• _About this task_
Could you reproduce the lines below from the one with "the signature is valid" through the one with "return SignatureValidation::Invalid;"? Keep both ends and add nothing.
*** Extracted material Section Begins ***
// ABOUTME: Terra webhook handler for receiving push data from 150+ wearables
// ABOUTME: Validates signatures, parses payloads, and stores data in cache for provider access
//
// SPDX-License-Identifier: MIT OR Apache-2.0
// Copyright (c) 2025 Pierre Fitness Intelligence

//! Terra webhook handler
//!
//! This module handles incoming webhook events from Terra. When users sync their
//! wearables, Terra pushes data to your configured webhook endpoint.
//!
//! ## Security
//!
//! All webhook requests include a `terra-signature` header containing an HMAC-SHA256
//! signature. This handler validates signatures before processing any data.
//!
//! ## Event Types
//!
//! - `activity` - Workout/activity data
//! - `sleep` - Sleep session data
//! - `body` - Body metrics (weight, body fat, etc.)
//! - `daily` - Daily activity summaries
//! - `nutrition` - Nutrition/food log data
//! - `auth` - Authentication events (user connected/disconnected)

use ring::hmac;
use std::sync::Arc;
use tracing::{debug, error, info, warn};

use super::cache::TerraDataCache;
use super::converters::TerraConverters;
use super::models::{TerraDataWrapper, TerraUser, TerraWebhookPayload};

/// Webhook signature validation result
#[derive(Debug, Clone, PartialEq, Eq)]
pub enum SignatureValidation {
    /// Signature is valid
    Valid,
    /// Signature is invalid
    Invalid,
    /// Signature header is missing
    Missing,
    /// No signing secret configured — validation cannot be performed
    NotConfigured,
}

/// Validates Terra webhook signatures
pub struct WebhookSignatureValidator {
    /// Terra webhook signing secret
    signing_secret: String,
}

impl WebhookSignatureValidator {
    /// Create a new signature validator
    #[must_use]
    pub const fn new(signing_secret: String) -> Self {
        Self { signing_secret }
    }

    /// Validate a webhook request signature
    ///
    /// # Arguments
    /// * `signature_header` - Value of the `terra-signature` header
    /// * `body` - Raw request body bytes
    ///
    /// # Returns
    /// `SignatureValidation` indicating whether the signature is valid
    #[must_use]
    pub fn validate(&self, signature_header: Option<&str>, body: &[u8]) -> SignatureValidation {
        let Some(signature) = signature_header else {
            return SignatureValidation::Missing;
        };

        // Parse the signature format: "t=timestamp,v1=signature"
        let parts: Vec<&str> = signature.split(',').collect();
        let sig_part = parts.iter().find(|p| p.starts_with("v1="));

        let Some(sig_value) = sig_part.and_then(|p| p.strip_prefix("v1=")) else {
            return SignatureValidation::Invalid;
        };

        // Compute expected signature using ring::hmac
        let key = hmac::Key::new(hmac::HMAC_SHA256, self.signing_secret.as_bytes());
        let tag = hmac::sign(&key, body);
        let expected = hex::encode(tag.as_ref());

        // Constant-time comparison to prevent timing attacks
        if subtle::ConstantTimeEq::ct_eq(sig_value.as_bytes(), expected.as_bytes()).into() {
            SignatureValidation::Valid
        } else {
            SignatureValidation::Invalid
        }
    }
}

/// Result of processing a webhook event
#[derive(Debug, Clone)]
pub enum WebhookResult {
    /// Successfully processed data
    Success {
        /// Event type that was processed
        event_type: String,
        /// Number of items processed
        items_processed: usize,
        /// Terra user ID
        user_id: String,
    },
    /// Authentication event (user connected/disconnected)
    AuthEvent {
        /// Event type (auth, deauth, `user_reauth`)
        event_type: String,
        /// Status message
        status: String,
        /// Terra user ID (if available)
        user_id: Option<String>,
        /// Reference ID (if available)
        reference_id: Option<String>,
    },
    /// Unknown or unhandled event type
    Unhandled {
        /// Event type
        event_type: String,
    },
    /// Error processing webhook
    Error {
        /// Error message
        message: String,
    },
}

/// Terra webhook handler
///
/// Processes incoming webhook events from Terra and stores data in the cache.
pub struct TerraWebhookHandler {
    cache: Arc<TerraDataCache>,
    validator: Option<WebhookSignatureValidator>,
}

impl TerraWebhookHandler {
    /// Create a new webhook handler
    #[must_use]
    pub const fn new(cache: Arc<TerraDataCache>) -> Self {
        Self {
            cache,
            validator: None,
        }
    }

    /// Create a webhook handler with signature validation
    #[must_use]
    pub const fn with_validation(cache: Arc<TerraDataCache>, signing_secret: String) -> Self {
        Self {
            cache,
            validator: Some(WebhookSignatureValidator::new(signing_secret)),
        }
    }

    /// Validate a webhook request signature
    #[must_use]
    pub fn validate_signature(
        &self,
        signature_header: Option<&str>,
        body: &[u8],
    ) -> SignatureValidation {
        self.validator
            .as_ref()
            .map_or(SignatureValidation::NotConfigured, |v| {
                v.validate(signature_header, body)
            })
    }

    /// Parse webhook payload from raw bytes
    fn parse_payload(body: &[u8]) -> Result<TerraWebhookPayload, WebhookResult> {
        serde_json::from_slice(body).map_err(|e| {
            error!("Failed to parse Terra webhook payload: {}", e);
            WebhookResult::Error {
                message: format!("JSON parse error: {e}"),
            }
        })
    }

    /// Check if event type is an authentication event
    fn is_auth_event(event_type: &str) -> bool {
        matches!(event_type, "auth" | "deauth" | "user_reauth")
    }

    /// Extract and validate user from payload
    fn extract_user(payload: &TerraWebhookPayload) -> Result<&TerraUser, WebhookResult> {
        payload.user.as_ref().ok_or_else(|| {
            warn!(
                "Terra webhook missing user field for event type: {}",
                payload.event_type
            );
            WebhookResult::Error {
                message: "Missing user field in payload".to_owned(),
            }
        })
    }

    /// Dispatch to appropriate event processor
    async fn dispatch_event(
        &self,
        payload: &TerraWebhookPayload,
        user: &TerraUser,
        event_type: &str,
    ) -> Result<usize, WebhookResult> {
        match event_type {
            "activity" => Ok(self.process_activities(payload, user).await),
            "sleep" => Ok(self.process_sleep(payload, user).await),
            "body" => Ok(self.process_body(payload, user).await),
            "daily" => Ok(self.process_daily(payload, user).await),
            "nutrition" => Ok(self.process_nutrition(payload, user).await),
            _ => {
                info!("Unhandled Terra webhook event type: {}", event_type);
                Err(WebhookResult::Unhandled {
                    event_type: event_type.to_owned(),
                })
            }
        }
    }

    /// Process a webhook payload
    ///
    /// # Arguments
    /// * `body` - Raw JSON body of the webhook request
    ///
    /// # Returns
    /// `WebhookResult` indicating the outcome of processing
    pub async fn process(&self, body: &[u8]) -> WebhookResult {
        let payload = match Self::parse_payload(body) {
            Ok(p) => p,
            Err(e) => return e,
        };

        let event_type = payload.event_type.clone();
        debug!("Processing Terra webhook event: {}", event_type);

        if Self::is_auth_event(&event_type) {
            return Self::handle_auth_event(&payload);
        }

        let user = match Self::extract_user(&payload) {
            Ok(u) => u,
            Err(e) => return e,
        };

        let user_id = user.user_id.clone();

        if let Some(ref ref_id) = user.reference_id {
            self.cache.register_user_mapping(ref_id, &user_id).await;
        }

        let items_processed = match self.dispatch_event(&payload, user, &event_type).await {
            Ok(count) => count,
            Err(result) => return result,
        };

        info!(
            "Processed {} {} items for Terra user {}",
            items_processed, event_type, user_id
        );

        WebhookResult::Success {
            event_type,
            items_processed,
            user_id,
        }
    }

    /// Handle authentication events
    fn handle_auth_event(payload: &TerraWebhookPayload) -> WebhookResult {
        let event_type = payload.event_type.clone();
        let status = payload
            .status
            .clone()
            .unwrap_or_else(|| "unknown".to_owned());

        let user_id = payload.user.as_ref().map(|u| u.user_id.clone());
        let reference_id = payload.user.as_ref().and_then(|u| u.reference_id.clone());

        info!(
            "Terra auth event: {} - status: {} - user: {:?}",
            event_type, status, user_id
        );

        WebhookResult::AuthEvent {
            event_type,
            status,
            user_id,
            reference_id,
        }
    }

    /// Process activity data
    async fn process_activities(&self, payload: &TerraWebhookPayload, user: &TerraUser) -> usize {
        let Some(data) = payload.data.as_ref() else {
            return 0;
        };

        let mut count = 0;
        for item in data {
            if let TerraDataWrapper::Activity(terra_activity) = item {
                let activity = TerraConverters::activity_from_terra(terra_activity, user);
                self.cache.store_activity(&user.user_id, activity).await;
                count += 1;
            }
        }
        count
    }

    /// Process sleep data
    async fn process_sleep(&self, payload: &TerraWebhookPayload, user: &TerraUser) -> usize {
        let Some(data) = payload.data.as_ref() else {
            return 0;
        };

        let mut count = 0;
        for item in data {
            if let TerraDataWrapper::Sleep(terra_sleep) = item {
                // Store sleep session
                let sleep = TerraConverters::sleep_from_terra(terra_sleep, user);
                self.cache.store_sleep_session(&user.user_id, sleep).await;

                // Also extract recovery metrics from readiness data
                let recovery = TerraConverters::recovery_from_terra_sleep(terra_sleep, user);
                self.cache
                    .store_recovery_metrics(&user.user_id, recovery)
                    .await;

                count += 1;
            }
        }
        count
    }

    /// Process body metrics data
    async fn process_body(&self, payload: &TerraWebhookPayload, user: &TerraUser) -> usize {
        let Some(data) = payload.data.as_ref() else {
            return 0;
        };

        let mut count = 0;
        for item in data {
            if let TerraDataWrapper::Body(terra_body) = item {
                let health = TerraConverters::health_from_terra(terra_body, user);
                self.cache.store_health_metrics(&user.user_id, health).await;
                count += 1;
            }
        }
        count
    }

    /// Process daily summary data
    async fn process_daily(&self, payload: &TerraWebhookPayload, user: &TerraUser) -> usize {
        let Some(data) = payload.data.as_ref() else {
            return 0;
        };

        let mut count = 0;
        for item in data {
            if let TerraDataWrapper::Daily(terra_daily) = item {
                let recovery = TerraConverters::recovery_from_terra_daily(terra_daily, user);
                self.cache
                    .store_recovery_metrics(&user.user_id, recovery)
                    .await;
                count += 1;
            }
        }
        count
    }

    /// Process nutrition data
    async fn process_nutrition(&self, payload: &TerraWebhookPayload, user: &TerraUser) -> usize {
        let Some(data) = payload.data.as_ref() else {
            return 0;
        };

        let mut count = 0;
        for item in data {
            if let TerraDataWrapper::Nutrition(terra_nutrition) = item {
                let nutrition = TerraConverters::nutrition_from_terra(terra_nutrition, user);
                self.cache
                    .store_nutrition_log(&user.user_id, nutrition)
                    .await;
                count += 1;
            }
        }
        count
    }
}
*** Extracted material Section Ends ***
• _Task result_
    /// `SignatureValidation` indicating whether the signature is valid
    #[must_use]
    pub fn validate(&self, signature_header: Option<&str>, body: &[u8]) -> SignatureValidation {
        let Some(signature) = signature_header else {
            return SignatureValidation::Missing;
        };

        // Parse the signature format: "t=timestamp,v1=signature"
        let parts: Vec<&str> = signature.split(',').collect();
        let sig_part = parts.iter().find(|p| p.starts_with("v1="));

        let Some(sig_value) = sig_part.and_then(|p| p.strip_prefix("v1=")) else {
            return SignatureValidation::Invalid;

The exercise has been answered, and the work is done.